Stanford Ex-Prez wishes he were an economist

At the end of August, 2023, Marc Tessier-Lavigne (MTL) resigned his position as President of Stanford University. Jerry Yang, Chairman of the Stanford Board of Trustees, summarized the situation in his July 19, 2023, statement. The Scientific Panel created to investigate MTL made had three conclusions. First, they “did find evidence that some members of labs overseen by Dr. Tessier-Lavigne either engaged in inappropriate manipulation of research data or engaged in deficient scientific practices, resulting in significant flaws in those papers.” Second, they did not find any evidence that MTL personally engaged in “research misconduct”. Third, when people pointed out the flaws, “Dr. Tessier-Lavigne took insufficient steps to correct mistakes in the scientific record.” This was not acceptable, and MTL resigned.

Economists were shocked to hear this. How often do authors correct errors in their published papers? In fact, how many journals care about correcting errors? Many people submit comments to journals that point out errors in a published paper only to get the comment rejected. Journals don’t care. I have often told authors of errors in published papers. No one has ever submitted a correction to the journal. They don’t care. I have often told editors of errors in published papers and learned that they don’t care. Economists would be shocked to learn that authors are obligated to correct errors in their papers and will be punished if they don’t take “sufficient steps to correct mistakes in the scientific record.”
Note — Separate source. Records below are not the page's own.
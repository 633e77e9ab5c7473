// crates/shared-kernel/src/infrastructure/retry.rs

use rand::Rng;
use std::time::Duration;
use crate::errors::{DomainError, Result};

#[derive(Debug, Clone, Copy)]
pub struct RetryConfig {
    pub max_retries: u32,
    pub initial_backoff_ms: u64,
}

impl Default for RetryConfig {
    fn default() -> Self {
        Self {
            max_retries: 3,
            initial_backoff_ms: 20,
        }
    }
}

impl RetryConfig {
    fn backoff(&self, attempt: u32) -> Duration {
        // Exponentiel : 2^attempt * base
        let base_backoff = self.initial_backoff_ms.saturating_mul(2u64.saturating_pow(attempt));

        // Jitter entre 0 et 25% de la base pour désynchroniser les clients
        let jitter = rand::rng().random_range(0..base_backoff / 4 + 1);

        Duration::from_millis(base_backoff + jitter)
    }
}

/// Exécute une action avec une stratégie de retry (Exponential Backoff + Jitter).
/// Seuls les conflits de concurrence sont rejoués, toute autre erreur remonte telle quelle.
pub async fn with_retry<F, Fut, T>(config: RetryConfig, mut action: F) -> Result<T>
where
    F: FnMut() -> Fut,
    Fut: std::future::Future<Output = Result<T>>,
{
    let mut attempt = 0;

    loop {
        match action().await {
            Ok(res) => return Ok(res),
            Err(e) if e.is_concurrency_conflict() => {
                if attempt >= config.max_retries {
                    tracing::error!("❌ Giving up after {} retries: {}", config.max_retries, e);
                    return Err(DomainError::TooManyConflicts(format!(
                        "Operation failed after {} retries due to persistent conflicts",
                        config.max_retries
                    )));
                }

                let backoff = config.backoff(attempt);
                tracing::warn!(
                    "🔄 Concurrency conflict (attempt {}/{}), retrying in {:?}...",
                    attempt + 1,
                    config.max_retries,
                    backoff
                );

                tokio::time::sleep(backoff).await;
                attempt += 1;
            }
            Err(e) => return Err(e),
        }
    }
}
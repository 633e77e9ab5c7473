// crates/shared-kernel/src/domain/entities/aggregate.rs

use serde::{Deserialize, Serialize};

/// Données techniques partagées par tous les agrégats.
/// La version sert au verrouillage optimiste côté persistance.
#[derive(Debug, Clone, Copy, PartialEq, Eq, Serialize, Deserialize)]
pub struct AggregateMetadata {
    version: i64,
}

impl AggregateMetadata {
    /// Crée une nouvelle instance (version 1 pour une création)
    pub fn new(version: i64) -> Self {
        Self { version }
    }

    /// RESTAURATION : version exacte lue en base
    pub fn restore(version: i64) -> Self {
        Self { version }
    }

    pub fn version(&self) -> i64 {
        self.version
    }

    pub fn increment_version(&mut self) {
        self.version += 1;
    }
}

impl Default for AggregateMetadata {
    fn default() -> Self {
        Self::new(1)
    }
}

/// Trait maître pour tous les agrégats du système.
/// L'entité n'a qu'à exposer son id et ses métadonnées.
pub trait AggregateRoot: Send + Sync {
    fn id(&self) -> String;

    fn metadata(&self) -> &AggregateMetadata;

    fn metadata_mut(&mut self) -> &mut AggregateMetadata;

    /// Version actuelle de l'agrégat (Optimistic Concurrency Control)
    fn version(&self) -> i64 {
        self.metadata().version()
    }

    /// Version attendue en base avant la sauvegarde de l'état courant
    fn expected_version(&self) -> i64 {
        self.version() - 1
    }

    fn increment_version(&mut self) {
        self.metadata_mut().increment_version();
    }
}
Economists are not familiar with the concept of “research misconduct” used in this manner. I often point out to authors errors in their working papers. I thought that this is what colleagues were supposed to do, and that authors would appreciate the information. That was the case when I switched from math to economics over 40 years ago, but that is not the case today. They are instead annoyed.

In one particularly entertaining case, a macroeconomist responded by telling me to engage in an acrobatically challenging autoerotic activity. I did not know how to proceed, so I thought that I would ask him for instructions because the enthusiasm of his recommendation indicated that he must be an expert. However, I quickly realized that I was not interested.
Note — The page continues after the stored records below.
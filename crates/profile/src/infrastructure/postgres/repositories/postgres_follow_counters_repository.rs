// crates/profile/src/infrastructure/postgres/repositories/postgres_follow_counters_repository.rs

use async_trait::async_trait;
use sqlx::PgPool;
use shared_kernel::domain::entities::EntityMetadata;
use shared_kernel::domain::transaction::Transaction;
use shared_kernel::domain::value_objects::AccountId;
use shared_kernel::errors::Result;
use shared_kernel::infrastructure::postgres::mappers::SqlxErrorExt;
use shared_kernel::infrastructure::postgres::transactions::execute_on;
use crate::domain::entities::Profile;
use crate::domain::repositories::{CounterWriteAccess, FollowCountersRepository};
use crate::domain::value_objects::CounterDelta;

/// Colonnes de `profile_stats` ajustables par delta
#[derive(Clone, Copy)]
enum CounterColumn {
    Followers,
    Following,
}

impl CounterColumn {
    // Plancher à zéro côté SQL, jamais de valeur négative
    fn update_sql(self) -> &'static str {
        match self {
            Self::Followers => {
                "UPDATE profile_stats SET follower_count = GREATEST(follower_count + $2, 0) WHERE account_id = $1"
            }
            Self::Following => {
                "UPDATE profile_stats SET following_count = GREATEST(following_count + $2, 0) WHERE account_id = $1"
            }
        }
    }
}

pub struct PostgresFollowCountersRepository {
    pool: PgPool,
}

impl PostgresFollowCountersRepository {
    pub fn new(pool: PgPool) -> Self {
        Self { pool }
    }

    async fn shift(
        &self,
        tx: &mut dyn Transaction,
        column: CounterColumn,
        id: &AccountId,
        delta: CounterDelta,
    ) -> Result<()> {
        let id = *id;

        execute_on(&self.pool, Some(tx), |conn| Box::pin(async move {
            let result = sqlx::query(column.update_sql())
                .bind(id.as_uuid())
                .bind(delta.as_i64())
                .execute(&mut *conn)
                .await
                .map_domain::<Profile>()?;

            if result.rows_affected() == 0 {
                return Err(Profile::not_found(id));
            }

            Ok(())
        })).await
    }
}

#[async_trait]
impl FollowCountersRepository for PostgresFollowCountersRepository {
    async fn shift_following(
        &self,
        _access: CounterWriteAccess,
        tx: &mut dyn Transaction,
        id: &AccountId,
        delta: CounterDelta,
    ) -> Result<()> {
        self.shift(tx, CounterColumn::Following, id, delta).await
    }

    async fn shift_followers(
        &self,
        _access: CounterWriteAccess,
        tx: &mut dyn Transaction,
        id: &AccountId,
        delta: CounterDelta,
    ) -> Result<()> {
        self.shift(tx, CounterColumn::Followers, id, delta).await
    }
}
pub mod error;
pub mod routes;
pub mod state;

use axum::routing::{get, put};
use axum::Router;
use tower_http::cors::{Any, CorsLayer};
use tower_http::trace::TraceLayer;

pub use state::AppState;

/// Build the axum Router with all API routes and middleware.
/// Used by `serve_on()` and available for integration testing.
pub fn build_router(app_state: AppState) -> Router {
    let cors = CorsLayer::new()
        .allow_origin(Any)
        .allow_methods(Any)
        .allow_headers(Any);

    Router::new()
        // Projects
        .route("/api/projects", get(routes::projects::list_projects))
        .route(
            "/api/projects/{project_id}/hooks",
            get(routes::hooks::list_project_hooks),
        )
        .route(
            "/api/projects/{project_id}/hooks/{hook_id}",
            put(routes::hooks::update_project_hook)
                .delete(routes::hooks::delete_project_hook),
        )
        // User scope
        .route("/api/user/hooks", get(routes::hooks::list_user_hooks))
        .route(
            "/api/user/hooks/{hook_id}",
            put(routes::hooks::update_user_hook)
                .delete(routes::hooks::delete_user_hook),
        )
        .layer(TraceLayer::new_for_http())
        .layer(cors)
        .with_state(app_state)
}

/// Start the hook settings API on a pre-bound listener.
///
/// Accepting a bound `TcpListener` lets the caller read the actual port when
/// binding to port 0.
pub async fn serve_on(app_state: AppState, listener: tokio::net::TcpListener) -> anyhow::Result<()> {
    let actual_port = listener.local_addr()?.port();
    let app = build_router(app_state);

    tracing::info!("ccm API listening on http://localhost:{actual_port}");

    axum::serve(listener, app).await?;
    Ok(())
}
A recent blog post described interactions with Per Krusell: I told him about errors in a working paper, saw the same errors in the published version, and he told me (in an email) that they were aware of my comments but did not make any corrections because they did not want to delay publication. That was 22 years ago and I have not seen any correction submitted to JET. In MTL’s fields, this would be regarded as “research misconduct” but in economics this is just standard operating procedure.

I know that many economists publish work they know is wrong. Even more make little effort to verify the claims they make about the literature and their own work. There are two facts that make this case notable. First, Krusell admitted it in a written document to someone who is definitely not a friend. Second, he is often on the selection committee for the Nobel Prize in Economics, where he sits in judgment on the quality and importance of the work of leading economists. Does this matter to anyone? No. I am sure that neither the Nobel Foundation not the King of Sweden finds anything wrong with any of this because, after all, “it’s just economics, not a real science.”

The MTL case reminded me of a conversation I had with a senior economist. I had told him about some corrupt behavior in economics. He indicated his total lack of interest by saying “Economics is corrupt, it has always been corrupt, and it always will be corrupt.” He also made a comment indicating that this is typical in academia. I took offense at the notion that mathematics was corrupt like economics, so I asked him “What field is as corrupt as economics?”. He said “medical research”, particularly when big money was involved. I said “That may be true, but medical research is very different from economics. I inherited various heart health problems from my father and maternal grandfather. Whatever the level of corruption, medical research has given me the drugs and treatments to deal with those problems and likely allow me to outlive my ancestors. Can you say the same for economics?”

Every field has bad apples. The test is how it deals with them and the value it puts on the validity of the scientific record. The past month has reminded us of two things. The MTL case told us that medical research has standards. This week’s Nobel Prize in Medicine highlighted the amazing science behind the mRNA vaccines for Covid.